こうした理由を踏まえて、2011年(平成23年)4月に立ち上げられた「座間市消防庁舎建設検討委員会」では、平成25年に基本構想を策定、平成26年に基本計画、基本設計、平成27年度に実施設計、平成28年に契約締結し工事着工が進められていた新庁舎建設と同時に、訓練施設にあっても、構想から始まり計画、設計に至るまで現場活動や訓練の発想を加えることで、より実践的な経験を積める施設の完成を目指した。
今まで旧庁舎での訓練施設は、単管パイプを組み上げて、主に救助隊が訓練で使用することが多く、建物火災を想定とした訓練で使用するには向いていなかった。また、施設の安全面を維持するにも保守点検などで苦労していた。こうした改善策を新庁舎建設にも取り入れ、高・低層訓練塔棟建設と同時に、ユニットハウス型の移動式模擬家屋訓練施設の導入を検討した。当時、ユニット型の移動式模擬家屋訓練施設の導入は、消防学校や一部の消防本部(局)などが導入をしていたが、県内でも中規模な消防本部が導入するには、その実績も含め一筋縄ではいかなかった。

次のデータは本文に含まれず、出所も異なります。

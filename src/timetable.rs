//! Timetable slots, subject and class teacher assignments, and the teacher
//! double-booking check.

use crate::db;
use crate::error::{conflict_on_unique, ConflictKind, SchoolError, SchoolResult};
use crate::model::{ClassTeacher, Day, Period, SubjectAssignment, Teacher, TeacherId, TimetableSlot};
use crate::roster;
use crate::validate;
use rusqlite::{Connection, OptionalExtension, Row};

/// Whether `teacher_id` already teaches a *different* class at `day`/`period`.
///
/// A slot without a teacher never conflicts. A match in the same class is the
/// row being (re)saved and does not count.
pub fn has_conflict(
    conn: &Connection,
    class_name: &str,
    day: Day,
    period: Period,
    teacher_id: Option<TeacherId>,
) -> SchoolResult<bool> {
    teacher_busy(conn, class_name, day, period, teacher_id, None)
}

/// `has_conflict`, ignoring the slot `except` (the row being edited).
fn teacher_busy(
    conn: &Connection,
    class_name: &str,
    day: Day,
    period: Period,
    teacher_id: Option<TeacherId>,
    except: Option<i64>,
) -> SchoolResult<bool> {
    let Some(teacher_id) = teacher_id else {
        return Ok(false);
    };
    let hit: Option<i64> = conn
        .query_row(
            "SELECT 1 FROM timetable_slots
             WHERE day = ? AND period = ? AND teacher_id = ? AND class_name <> ?
               AND (? IS NULL OR id <> ?)
             LIMIT 1",
            (day, period, teacher_id, class_name, except, except),
            |r| r.get(0),
        )
        .optional()?;
    Ok(hit.is_some())
}

#[derive(Debug, Clone)]
pub struct SlotInput {
    pub class_name: String,
    pub day: Day,
    pub period: Period,
    pub subject: String,
    pub teacher_id: Option<TeacherId>,
}

#[derive(Debug, Clone, Default)]
pub struct SlotFilter {
    pub class_name: Option<String>,
    pub day: Option<Day>,
    pub teacher_id: Option<TeacherId>,
}

fn slot_from_row(r: &Row<'_>) -> rusqlite::Result<TimetableSlot> {
    Ok(TimetableSlot {
        id: r.get(0)?,
        class_name: r.get(1)?,
        day: r.get(2)?,
        period: r.get(3)?,
        subject: r.get(4)?,
        teacher_id: r.get(5)?,
    })
}

/// Shared checks for add/update, run inside the caller's write transaction.
fn check_slot(conn: &Connection, input: &SlotInput, except: Option<i64>) -> SchoolResult<(String, String)> {
    let class_name = validate::class_name(&input.class_name)?;
    let subject = validate::subject(&input.subject)?;
    if let Some(tid) = input.teacher_id {
        roster::require_teacher(conn, tid)?;
    }
    if teacher_busy(conn, &class_name, input.day, input.period, input.teacher_id, except)? {
        return Err(SchoolError::Conflict(ConflictKind::TeacherDoubleBooked));
    }
    Ok((class_name, subject))
}

pub fn add_slot(conn: &Connection, input: &SlotInput) -> SchoolResult<TimetableSlot> {
    let tx = db::begin_write(conn)?;
    let (class_name, subject) = check_slot(&tx, input, None)?;
    tx.execute(
        "INSERT INTO timetable_slots(class_name, day, day_order, period, subject, teacher_id)
         VALUES(?, ?, ?, ?, ?, ?)",
        (
            &class_name,
            input.day,
            input.day.ordinal(),
            input.period,
            &subject,
            input.teacher_id,
        ),
    )
    .map_err(conflict_on_unique(ConflictKind::DuplicateSlot))?;
    let id = tx.last_insert_rowid();
    tx.commit()?;
    tracing::info!(slot_id = id, class = %class_name, day = %input.day, period = input.period.get(), "timetable slot added");
    Ok(TimetableSlot {
        id,
        class_name,
        day: input.day,
        period: input.period,
        subject,
        teacher_id: input.teacher_id,
    })
}

pub fn update_slot(conn: &Connection, slot_id: i64, input: &SlotInput) -> SchoolResult<TimetableSlot> {
    let tx = db::begin_write(conn)?;
    if get_slot(&tx, slot_id)?.is_none() {
        return Err(SchoolError::not_found("timetable slot", slot_id));
    }
    let (class_name, subject) = check_slot(&tx, input, Some(slot_id))?;
    tx.execute(
        "UPDATE timetable_slots
         SET class_name = ?, day = ?, day_order = ?, period = ?, subject = ?, teacher_id = ?
         WHERE id = ?",
        (
            &class_name,
            input.day,
            input.day.ordinal(),
            input.period,
            &subject,
            input.teacher_id,
            slot_id,
        ),
    )
    .map_err(conflict_on_unique(ConflictKind::DuplicateSlot))?;
    tx.commit()?;
    tracing::info!(slot_id, class = %class_name, "timetable slot updated");
    Ok(TimetableSlot {
        id: slot_id,
        class_name,
        day: input.day,
        period: input.period,
        subject,
        teacher_id: input.teacher_id,
    })
}

pub fn get_slot(conn: &Connection, slot_id: i64) -> SchoolResult<Option<TimetableSlot>> {
    Ok(conn
        .query_row(
            "SELECT id, class_name, day, period, subject, teacher_id
             FROM timetable_slots WHERE id = ?",
            [slot_id],
            slot_from_row,
        )
        .optional()?)
}

pub fn list_slots(conn: &Connection, filter: &SlotFilter) -> SchoolResult<Vec<TimetableSlot>> {
    let mut stmt = conn.prepare(
        "SELECT id, class_name, day, period, subject, teacher_id
         FROM timetable_slots
         WHERE (?1 IS NULL OR class_name = ?1)
           AND (?2 IS NULL OR day = ?2)
           AND (?3 IS NULL OR teacher_id = ?3)
         ORDER BY class_name, day_order, period",
    )?;
    let rows = stmt
        .query_map(
            (filter.class_name.as_deref(), filter.day, filter.teacher_id),
            slot_from_row,
        )?
        .collect::<Result<Vec<_>, _>>()?;
    Ok(rows)
}

pub fn remove_slot(conn: &Connection, slot_id: i64) -> SchoolResult<()> {
    let changed = conn.execute("DELETE FROM timetable_slots WHERE id = ?", [slot_id])?;
    if changed == 0 {
        return Err(SchoolError::not_found("timetable slot", slot_id));
    }
    tracing::info!(slot_id, "timetable slot removed");
    Ok(())
}

fn assignment_from_row(r: &Row<'_>) -> rusqlite::Result<SubjectAssignment> {
    Ok(SubjectAssignment {
        id: r.get(0)?,
        class_name: r.get(1)?,
        subject: r.get(2)?,
        teacher_id: r.get(3)?,
    })
}

pub fn assign_subject_teacher(
    conn: &Connection,
    class_name: &str,
    subject: &str,
    teacher_id: TeacherId,
) -> SchoolResult<SubjectAssignment> {
    let class_name = validate::class_name(class_name)?;
    let subject = validate::subject(subject)?;
    roster::require_teacher(conn, teacher_id)?;
    conn.execute(
        "INSERT INTO subject_assignments(class_name, subject, teacher_id) VALUES(?, ?, ?)",
        (&class_name, &subject, teacher_id),
    )
    .map_err(conflict_on_unique(ConflictKind::DuplicateAssignment))?;
    let id = conn.last_insert_rowid();
    tracing::info!(assignment_id = id, class = %class_name, subject = %subject, teacher_id, "subject teacher assigned");
    Ok(SubjectAssignment {
        id,
        class_name,
        subject,
        teacher_id,
    })
}

pub fn update_subject_assignment(
    conn: &Connection,
    assignment_id: i64,
    class_name: &str,
    subject: &str,
    teacher_id: TeacherId,
) -> SchoolResult<SubjectAssignment> {
    let class_name = validate::class_name(class_name)?;
    let subject = validate::subject(subject)?;
    roster::require_teacher(conn, teacher_id)?;
    let changed = conn
        .execute(
            "UPDATE subject_assignments SET class_name = ?, subject = ?, teacher_id = ? WHERE id = ?",
            (&class_name, &subject, teacher_id, assignment_id),
        )
        .map_err(conflict_on_unique(ConflictKind::DuplicateAssignment))?;
    if changed == 0 {
        return Err(SchoolError::not_found("subject assignment", assignment_id));
    }
    Ok(SubjectAssignment {
        id: assignment_id,
        class_name,
        subject,
        teacher_id,
    })
}

pub fn list_assignments(conn: &Connection, class_name: Option<&str>) -> SchoolResult<Vec<SubjectAssignment>> {
    let mut stmt = conn.prepare(
        "SELECT id, class_name, subject, teacher_id
         FROM subject_assignments
         WHERE (?1 IS NULL OR class_name = ?1)
         ORDER BY class_name, subject",
    )?;
    let rows = stmt
        .query_map([class_name], assignment_from_row)?
        .collect::<Result<Vec<_>, _>>()?;
    Ok(rows)
}

/// Teachers of `subject` who do not already hold it for `class_name`.
pub fn available_teachers_for_subject(
    conn: &Connection,
    subject: &str,
    class_name: &str,
) -> SchoolResult<Vec<Teacher>> {
    let mut stmt = conn.prepare(
        "SELECT t.id, t.name, t.subject, t.email, t.phone
         FROM teachers t
         WHERE t.subject = ?1
           AND t.id NOT IN (
             SELECT sa.teacher_id FROM subject_assignments sa
             WHERE sa.class_name = ?2 AND sa.subject = ?1
           )
         ORDER BY t.id",
    )?;
    let rows = stmt
        .query_map((subject.trim(), class_name.trim()), |r| {
            Ok(Teacher {
                id: r.get(0)?,
                name: r.get(1)?,
                subject: r.get(2)?,
                email: r.get(3)?,
                phone: r.get(4)?,
            })
        })?
        .collect::<Result<Vec<_>, _>>()?;
    Ok(rows)
}

/// Link a teacher to a class as one of its class teachers.
pub fn assign_class_teacher(
    conn: &Connection,
    class_name: &str,
    teacher_id: TeacherId,
) -> SchoolResult<ClassTeacher> {
    let class_name = validate::class_name(class_name)?;
    roster::require_teacher(conn, teacher_id)?;
    conn.execute(
        "INSERT INTO class_teachers(class_name, teacher_id) VALUES(?, ?)",
        (&class_name, teacher_id),
    )
    .map_err(conflict_on_unique(ConflictKind::DuplicateClassTeacher))?;
    tracing::info!(class = %class_name, teacher_id, "class teacher assigned");
    Ok(ClassTeacher {
        class_name,
        teacher_id,
    })
}

pub fn list_class_teachers(conn: &Connection, class_name: Option<&str>) -> SchoolResult<Vec<ClassTeacher>> {
    let mut stmt = conn.prepare(
        "SELECT class_name, teacher_id FROM class_teachers
         WHERE (?1 IS NULL OR class_name = ?1)
         ORDER BY class_name, teacher_id",
    )?;
    let rows = stmt
        .query_map([class_name], |r| {
            Ok(ClassTeacher {
                class_name: r.get(0)?,
                teacher_id: r.get(1)?,
            })
        })?
        .collect::<Result<Vec<_>, _>>()?;
    Ok(rows)
}

pub fn remove_class_teacher(conn: &Connection, class_name: &str, teacher_id: TeacherId) -> SchoolResult<()> {
    let changed = conn.execute(
        "DELETE FROM class_teachers WHERE class_name = ? AND teacher_id = ?",
        (class_name.trim(), teacher_id),
    )?;
    if changed == 0 {
        return Err(SchoolError::not_found("class teacher", format!("{}/{}", class_name.trim(), teacher_id)));
    }
    Ok(())
}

新庁舎建設にあたっては、多額の費用がかかるほか、その機能を強化するには、それなりの理由も必要となる。その中で「身の丈にあった消防施設」としていた。座間市消防庁舎建設検討委員会から指示を踏まえ、移動式模擬家屋訓練施設こそが、災害現場で活動する職員や団員、さらには防災意識が高揚している市民の方々が使用する施設であると再認識し、2018年(平成30年)2月13日より施設の運用を開始した。

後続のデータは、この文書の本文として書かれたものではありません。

use std::path::PathBuf;

use rusqlite::Connection;
use serde::Deserialize;

#[derive(Debug, Deserialize, Clone)]
pub struct Request {
    pub id: String,
    pub method: String,
    #[serde(default)]
    pub params: serde_json::Value,
}

/// Everything the sidecar remembers between requests.
#[derive(Default)]
pub struct AppState {
    pub workspace: Option<PathBuf>,
    pub db: Option<Connection>,
}
//! Input predicates shared by the roster, timetable and fee operations.

use crate::error::{SchoolError, SchoolResult};
use chrono::{Datelike, NaiveDate};
use once_cell::sync::Lazy;
use regex::Regex;

static EMAIL_RE: Lazy<Regex> =
    Lazy::new(|| Regex::new(r"^[\w.-]+@[\w.-]+\.\w+$").expect("email regex"));
static PHONE_RE: Lazy<Regex> = Lazy::new(|| Regex::new(r"^\+?\d{10,15}$").expect("phone regex"));

pub const GENDERS: [&str; 3] = ["Male", "Female", "Other"];
pub const MAX_STUDENT_AGE_YEARS: i32 = 18;

pub fn is_valid_email(s: &str) -> bool {
    EMAIL_RE.is_match(s)
}

pub fn is_valid_phone(s: &str) -> bool {
    PHONE_RE.is_match(s)
}

/// Letters and inner spaces only, at least one letter.
pub fn is_valid_name_part(s: &str) -> bool {
    let t = s.trim();
    !t.is_empty() && t.chars().all(|c| c.is_alphabetic() || c.is_whitespace())
}

pub fn is_valid_insurance_number(s: &str) -> bool {
    s.trim().chars().count() >= 5
}

pub fn class_name(s: &str) -> SchoolResult<String> {
    let t = s.trim();
    if t.is_empty() {
        return Err(SchoolError::invalid("invalid class name"));
    }
    Ok(t.to_string())
}

pub fn subject(s: &str) -> SchoolResult<String> {
    let t = s.trim();
    if t.chars().count() < 2 {
        return Err(SchoolError::invalid("invalid subject"));
    }
    Ok(t.to_string())
}

pub fn activity_name(s: &str) -> SchoolResult<String> {
    let t = s.trim();
    if t.chars().count() < 2 {
        return Err(SchoolError::invalid("activity name must be at least 2 characters"));
    }
    Ok(t.to_string())
}

/// A payroll month, `YYYY-MM`.
pub fn month(s: &str) -> SchoolResult<String> {
    let t = s.trim();
    NaiveDate::parse_from_str(&format!("{}-01", t), "%Y-%m-%d")
        .ok()
        .filter(|_| t.len() == 7)
        .map(|_| t.to_string())
        .ok_or_else(|| SchoolError::invalid("month must be YYYY-MM"))
}

/// Exam score as a whole percentage.
pub fn score(n: i64) -> SchoolResult<u8> {
    u8::try_from(n)
        .ok()
        .filter(|s| *s <= 100)
        .ok_or_else(|| SchoolError::invalid("score must be between 0 and 100"))
}

pub fn name_part(s: &str, field: &str) -> SchoolResult<String> {
    if !is_valid_name_part(s) {
        return Err(SchoolError::invalid(format!("invalid {}", field)));
    }
    Ok(s.trim().to_string())
}

/// Blank optional text becomes `None`.
pub fn optional_text(s: Option<&str>) -> Option<String> {
    s.map(str::trim).filter(|t| !t.is_empty()).map(str::to_string)
}

/// Date of birth must not lie in the future nor more than 18 years back.
pub fn student_dob(dob: NaiveDate, today: NaiveDate) -> SchoolResult<NaiveDate> {
    let earliest = today
        .with_year(today.year() - MAX_STUDENT_AGE_YEARS)
        // Feb 29 has no counterpart in a non-leap year.
        .or_else(|| {
            NaiveDate::from_ymd_opt(today.year() - MAX_STUDENT_AGE_YEARS, today.month(), 28)
        })
        .ok_or_else(|| SchoolError::invalid("invalid date of birth"))?;
    if dob > today || dob < earliest {
        return Err(SchoolError::invalid(format!(
            "invalid date of birth (must be under {} years)",
            MAX_STUDENT_AGE_YEARS
        )));
    }
    Ok(dob)
}

pub fn parse_date(s: &str, field: &str) -> SchoolResult<NaiveDate> {
    NaiveDate::parse_from_str(s.trim(), "%Y-%m-%d")
        .map_err(|_| SchoolError::invalid(format!("{} must be YYYY-MM-DD", field)))
}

新たに整備されたユニットハウス型移動式模擬訓練施設は、2階建てルーフバルコニー付き1棟の一般住宅を模した作りになっている。2階建て一般住宅の活動こそが、「消防活動」の根源である。さらに倉庫、作業所、事務所など様々な災害想定訓練を行える施設となっている。また移動用の車輪が設置してあることにより、訓練場内の移動が可能である。こうした利点から、低層訓練施設と隣接させた狭隘地域での災害想定など、組み合わせ次第で活用方法は無限に広がる。

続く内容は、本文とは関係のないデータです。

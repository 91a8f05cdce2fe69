use crate::backup;
use crate::ipc::error::{err, ok};
use crate::ipc::handlers::core::open_workspace;
use crate::ipc::helpers::get_optional_str;
use crate::ipc::types::{AppState, Request};
use serde_json::json;
use std::path::PathBuf;

fn required_path(req: &Request, key: &str) -> Result<String, serde_json::Value> {
    match get_optional_str(&req.params, key) {
        Ok(Some(v)) => Ok(v.trim().to_string()),
        Ok(None) => Err(err(&req.id, "bad_params", format!("missing {}", key), None)),
        Err(e) => Err(e.response(&req.id)),
    }
}

fn handle_export_workspace_bundle(state: &mut AppState, req: &Request) -> serde_json::Value {
    let out_path = match required_path(req, "outPath") {
        Ok(v) => v,
        Err(resp) => return resp,
    };
    let Some(workspace_path) = state.workspace.clone() else {
        return err(&req.id, "no_workspace", "select a workspace first", None);
    };

    match backup::export_workspace_bundle(&workspace_path, &PathBuf::from(&out_path)) {
        Ok(export) => ok(
            &req.id,
            json!({
                "path": out_path,
                "bundleFormat": export.bundle_format,
                "entryCount": export.entry_count,
                "dbSha256": export.db_sha256,
            }),
        ),
        Err(e) => err(
            &req.id,
            "io_failed",
            e.to_string(),
            Some(json!({ "path": out_path })),
        ),
    }
}

fn handle_import_workspace_bundle(state: &mut AppState, req: &Request) -> serde_json::Value {
    let in_path = match required_path(req, "inPath") {
        Ok(v) => v,
        Err(resp) => return resp,
    };
    let Some(workspace_path) = state.workspace.clone() else {
        return err(&req.id, "no_workspace", "select a workspace first", None);
    };
    let src = PathBuf::from(&in_path);
    if !src.is_file() {
        return err(
            &req.id,
            "not_found",
            "bundle file not found",
            Some(json!({ "path": in_path })),
        );
    }

    // The database file is replaced underneath; release the handle first.
    state.db = None;
    let restored = backup::restore_workspace(&src, &workspace_path);
    let reopened = open_workspace(state, &workspace_path);

    match (restored, reopened) {
        (Err(e), _) => err(
            &req.id,
            "io_failed",
            e.to_string(),
            Some(json!({ "path": in_path })),
        ),
        (Ok(_), Err(e)) => err(&req.id, "db_open_failed", e.to_string(), None),
        (Ok(kind), Ok(())) => ok(
            &req.id,
            json!({
                "workspacePath": workspace_path.to_string_lossy(),
                "bundleFormatDetected": kind.format(),
            }),
        ),
    }
}

pub fn try_handle(state: &mut AppState, req: &Request) -> Option<serde_json::Value> {
    match req.method.as_str() {
        "backup.exportWorkspaceBundle" => Some(handle_export_workspace_bundle(state, req)),
        "backup.importWorkspaceBundle" => Some(handle_import_workspace_bundle(state, req)),
        _ => None,
    }
}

歴代の諸先輩方の経験から生み出される発想も加わることで、訓練のマンネリ化なども含め、さらなる可能性を秘めている。模擬家屋は真似できたとしても、訓練スタイルは真似できない。まさにこれこそ「座間スタイル」の要素の一つなのだ。
旧庁舎での課題であった保守点検などの維持管理は改善され、軽量鉄骨ユニット構造、外壁にはアルミ合金、内壁にはアルミ複合板を用い、床はメッキ縞板加工と耐久性を考慮した設計としたことで、長期使用を目的としている。施設の内外からは放水が可能となっており、施設床面には水抜き用の穴を設けてあることにより迅速な排水も可能となっている。
訓練で経験を積まなければ、本番で実力を発揮できないという不安感や、なによりも隊員の事故防止につながる施設を目指した。
「身の丈にあった消防施設」これこそが、「座間スタイル」であるとともに、この移動式模擬家屋訓練施設が「仏作って魂入れず」とならないよう一致団結し、魂を入れるがごとく、より多くの訓練で使用することが重要であり、消防職団員の士気高揚につながるものと考える。